# Light Relief: Ban them



## Alex (10/1/15)

*Ban them*
January 7, 2015 Grandad
Mobile phones are the leading cause of preventable death in the world.

Studies have shown that one third of all deaths worldwide are attributable to the use of these deadly devices.

The effects of mobile phones are beyond dispute and have proved to cause irreparable damage to the brain from microwaves. They are more addictive than heroin, causing their hapless victims to function without a mobile phone to hand at all times, even during sleep. Amongst the more serious side effects are the tendency to step out under buses while texting and causing ten car pile-ups from watching the latest X-Factor episode while driving on a motorway.

Any evidence to the contrary emanates from Big Phone and should therefore be ignored.

Research has shown that the long term effects of mobile phones leads to a reduction in intelligence and is indicated by an inability to spell and to pepper conversations with such expressions as "LOL", "Hashtag" and "OMG".

Recent studies have also discovered the phenomenon of "secondhand phoning" whereby non-phone bystanders suffer from extreme anger at having to listen to long one-sided conversations about how Jacinta has broken up with her boyfriend, the latest agenda for the lunchtime board meeting and a running commentary on where the bus or train is at any one moment. Outbreaks of anger caused by the suffering of secondhand phoning have led to the destruction of thousands of phones and account for a further estimated one million deaths per year.

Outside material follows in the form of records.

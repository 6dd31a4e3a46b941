//! Serial port transport
//!
//! Direct hardware connection to CNC controllers via USB or RS-232.
//! Also provides port enumeration filtered to the device-name patterns
//! CNC controllers actually show up under.

use super::{ConnectionParams, Transport, TransportKind};
use fluidpanel_core::{Error, Result};
use std::io::{Read, Write};
use std::time::Duration;

/// Information about an available serial port
#[derive(Debug, Clone)]
pub struct SerialPortInfo {
    /// Port name (e.g., "/dev/ttyUSB0", "COM3")
    pub port_name: String,

    /// Port description (e.g., "USB Serial Port")
    pub description: String,

    /// Manufacturer name if available
    pub manufacturer: Option<String>,

    /// Serial number if available
    pub serial_number: Option<String>,

    /// USB vendor ID if applicable
    pub vid: Option<u16>,

    /// USB product ID if applicable
    pub pid: Option<u16>,
}

/// List available serial ports on the system
///
/// Filters ports to CNC controller patterns:
/// - Windows: COM* (e.g., COM1, COM3)
/// - Linux: /dev/ttyUSB*, /dev/ttyACM*
/// - macOS: /dev/cu.usbserial-*, /dev/cu.usbmodem*
pub fn list_ports() -> Result<Vec<SerialPortInfo>> {
    let ports = serialport::available_ports().map_err(|e| {
        tracing::error!("Failed to enumerate serial ports: {}", e);
        Error::transport(format!("Failed to enumerate ports: {}", e))
    })?;

    Ok(ports
        .iter()
        .filter(|port| is_cnc_port(&port.port_name))
        .map(|port| {
            let mut info = SerialPortInfo {
                port_name: port.port_name.clone(),
                description: describe_port(port),
                manufacturer: None,
                serial_number: None,
                vid: None,
                pid: None,
            };
            if let serialport::SerialPortType::UsbPort(usb) = &port.port_type {
                info.vid = Some(usb.vid);
                info.pid = Some(usb.pid);
                info.manufacturer = usb.manufacturer.clone();
                info.serial_number = usb.serial_number.clone();
            }
            info
        })
        .collect())
}

/// Check if a port name matches CNC controller patterns
fn is_cnc_port(port_name: &str) -> bool {
    if port_name.starts_with("COM") && port_name[3..].chars().all(|c| c.is_ascii_digit()) {
        return true;
    }
    if port_name.starts_with("/dev/ttyUSB") || port_name.starts_with("/dev/ttyACM") {
        return true;
    }
    port_name.starts_with("/dev/cu.usbserial-") || port_name.starts_with("/dev/cu.usbmodem")
}

/// Get a user-friendly description for a port
fn describe_port(port: &serialport::SerialPortInfo) -> String {
    match &port.port_type {
        serialport::SerialPortType::UsbPort(usb) => format!(
            "USB {} {}",
            usb.manufacturer.as_deref().unwrap_or("Device"),
            usb.product.as_deref().unwrap_or("Serial Port")
        ),
        serialport::SerialPortType::BluetoothPort => "Bluetooth Serial".to_string(),
        serialport::SerialPortType::PciPort => "PCI Serial".to_string(),
        _ => "Serial Port".to_string(),
    }
}

/// Serial port transport over the `serialport` crate
pub struct SerialTransport {
    port: Option<Box<dyn serialport::SerialPort>>,
    name: String,
}

impl SerialTransport {
    /// Open a serial port with the given parameters
    pub fn open(params: &ConnectionParams) -> Result<Self> {
        if params.kind != TransportKind::Serial {
            return Err(Error::transport("SerialTransport requires the Serial kind"));
        }

        let builder = serialport::new(&params.port, params.baud_rate)
            .timeout(Duration::from_millis(params.read_timeout_ms))
            .data_bits(match params.data_bits {
                5 => serialport::DataBits::Five,
                6 => serialport::DataBits::Six,
                7 => serialport::DataBits::Seven,
                8 => serialport::DataBits::Eight,
                other => {
                    return Err(Error::transport(format!("Invalid data bits: {}", other)));
                }
            })
            .stop_bits(match params.stop_bits {
                1 => serialport::StopBits::One,
                2 => serialport::StopBits::Two,
                other => {
                    return Err(Error::transport(format!("Invalid stop bits: {}", other)));
                }
            })
            .flow_control(serialport::FlowControl::None);

        match builder.open() {
            Ok(port) => Ok(Self {
                port: Some(port),
                name: params.port.clone(),
            }),
            Err(e) => {
                tracing::warn!("Failed to open serial port {}: {}", params.port, e);
                Err(Error::transport(format!(
                    "Failed to open port {}: {}",
                    params.port, e
                )))
            }
        }
    }
}

impl Transport for SerialTransport {
    fn write(&mut self, data: &[u8]) -> Result<usize> {
        match self.port.as_mut() {
            Some(port) => port
                .write(data)
                .map_err(|e| Error::transport(format!("Serial write failed: {}", e))),
            None => Err(Error::transport("Serial port is closed")),
        }
    }

    fn read(&mut self, buf: &mut [u8]) -> Result<usize> {
        match self.port.as_mut() {
            Some(port) => match port.read(buf) {
                Ok(n) => Ok(n),
                // A read timeout just means no data this poll.
                Err(e) if e.kind() == std::io::ErrorKind::TimedOut => Ok(0),
                Err(e) if e.kind() == std::io::ErrorKind::WouldBlock => Ok(0),
                Err(e) => Err(Error::transport(format!("Serial read failed: {}", e))),
            },
            None => Err(Error::transport("Serial port is closed")),
        }
    }

    fn is_open(&self) -> bool {
        self.port.is_some()
    }

    fn close(&mut self) {
        if self.port.take().is_some() {
            tracing::debug!("Closed serial port {}", self.name);
        }
    }

    fn describe(&self) -> String {
        self.name.clone()
    }
}
//! Transport adapters for the device link
//!
//! A transport is a pure byte pipe: it knows nothing about line framing or
//! the command protocol. Concrete adapters exist for serial ports and TCP
//! sockets, selected by [`ConnectionParams::kind`] at connect time.

pub mod serial;
pub mod tcp;

pub use serial::{list_ports, SerialPortInfo, SerialTransport};
pub use tcp::TcpTransport;

use fluidpanel_core::{Error, Result};
use serde::{Deserialize, Serialize};

/// Which kind of byte stream to open
#[derive(Debug, Clone, Copy, PartialEq, Eq, Default, Serialize, Deserialize)]
pub enum TransportKind {
    /// Direct serial/USB connection.
    #[default]
    Serial,
    /// TCP socket (e.g. a FluidNC telnet bridge).
    Tcp,
}

/// Parameters for opening a transport
#[derive(Debug, Clone, Serialize, Deserialize)]
pub struct ConnectionParams {
    /// Transport kind to open.
    pub kind: TransportKind,
    /// Serial port path (e.g. "/dev/ttyUSB0", "COM3").
    pub port: String,
    /// Baud rate (serial only).
    pub baud_rate: u32,
    /// Data bits (serial only).
    pub data_bits: u8,
    /// Stop bits (serial only).
    pub stop_bits: u8,
    /// Remote host (TCP only).
    pub host: String,
    /// Remote port (TCP only).
    pub tcp_port: u16,
    /// Read timeout in milliseconds; keeps the poll loop responsive.
    pub read_timeout_ms: u64,
}

impl Default for ConnectionParams {
    fn default() -> Self {
        Self {
            kind: TransportKind::Serial,
            port: String::new(),
            baud_rate: 115_200,
            data_bits: 8,
            stop_bits: 1,
            host: String::new(),
            tcp_port: 23,
            read_timeout_ms: 10,
        }
    }
}

impl ConnectionParams {
    /// Parameters for a serial connection at the given baud rate
    pub fn serial(port: impl Into<String>, baud_rate: u32) -> Self {
        Self {
            kind: TransportKind::Serial,
            port: port.into(),
            baud_rate,
            ..Default::default()
        }
    }

    /// Parameters for a TCP connection
    pub fn tcp(host: impl Into<String>, tcp_port: u16) -> Self {
        Self {
            kind: TransportKind::Tcp,
            host: host.into(),
            tcp_port,
            ..Default::default()
        }
    }

    /// Human-readable identifier of the endpoint
    pub fn target(&self) -> String {
        match self.kind {
            TransportKind::Serial => self.port.clone(),
            TransportKind::Tcp => format!("{}:{}", self.host, self.tcp_port),
        }
    }
}

/// Low-level byte stream interface
///
/// `read` returns `Ok(0)` when no data arrived within the read timeout;
/// the caller is expected to poll. `close` and `write` after close are
/// well-defined: writes fail with a transport error.
pub trait Transport: Send {
    /// Write bytes to the device; returns bytes written
    fn write(&mut self, data: &[u8]) -> Result<usize>;

    /// Read available bytes; Ok(0) means nothing arrived in time
    fn read(&mut self, buf: &mut [u8]) -> Result<usize>;

    /// Whether the underlying stream is open
    fn is_open(&self) -> bool;

    /// Close the stream; idempotent
    fn close(&mut self);

    /// Human-readable endpoint identifier
    fn describe(&self) -> String;

    /// Write the whole buffer, retrying partial writes
    fn write_all(&mut self, data: &[u8]) -> Result<()> {
        let mut written = 0;
        while written < data.len() {
            let n = self.write(&data[written..])?;
            if n == 0 {
                return Err(Error::transport("write returned zero bytes"));
            }
            written += n;
        }
        Ok(())
    }
}

/// Open the transport selected by the connection parameters
pub fn open_transport(params: &ConnectionParams) -> Result<Box<dyn Transport>> {
    match params.kind {
        TransportKind::Serial => Ok(Box::new(SerialTransport::open(params)?)),
        TransportKind::Tcp => Ok(Box::new(TcpTransport::open(params)?)),
    }
}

Laboratory studies have shown conclusively that secondhand phoning is 8,556% more dangerous than secondhand smoke [which is, after all, just a little bit of smouldering leaf].

Evidence is also emerging that the sight of people using mobile phones is leading to children taking up the habit, and there are fears that these children may use mobile phones as a gateway to "hard radiation" where they stick their heads in microwave ovens.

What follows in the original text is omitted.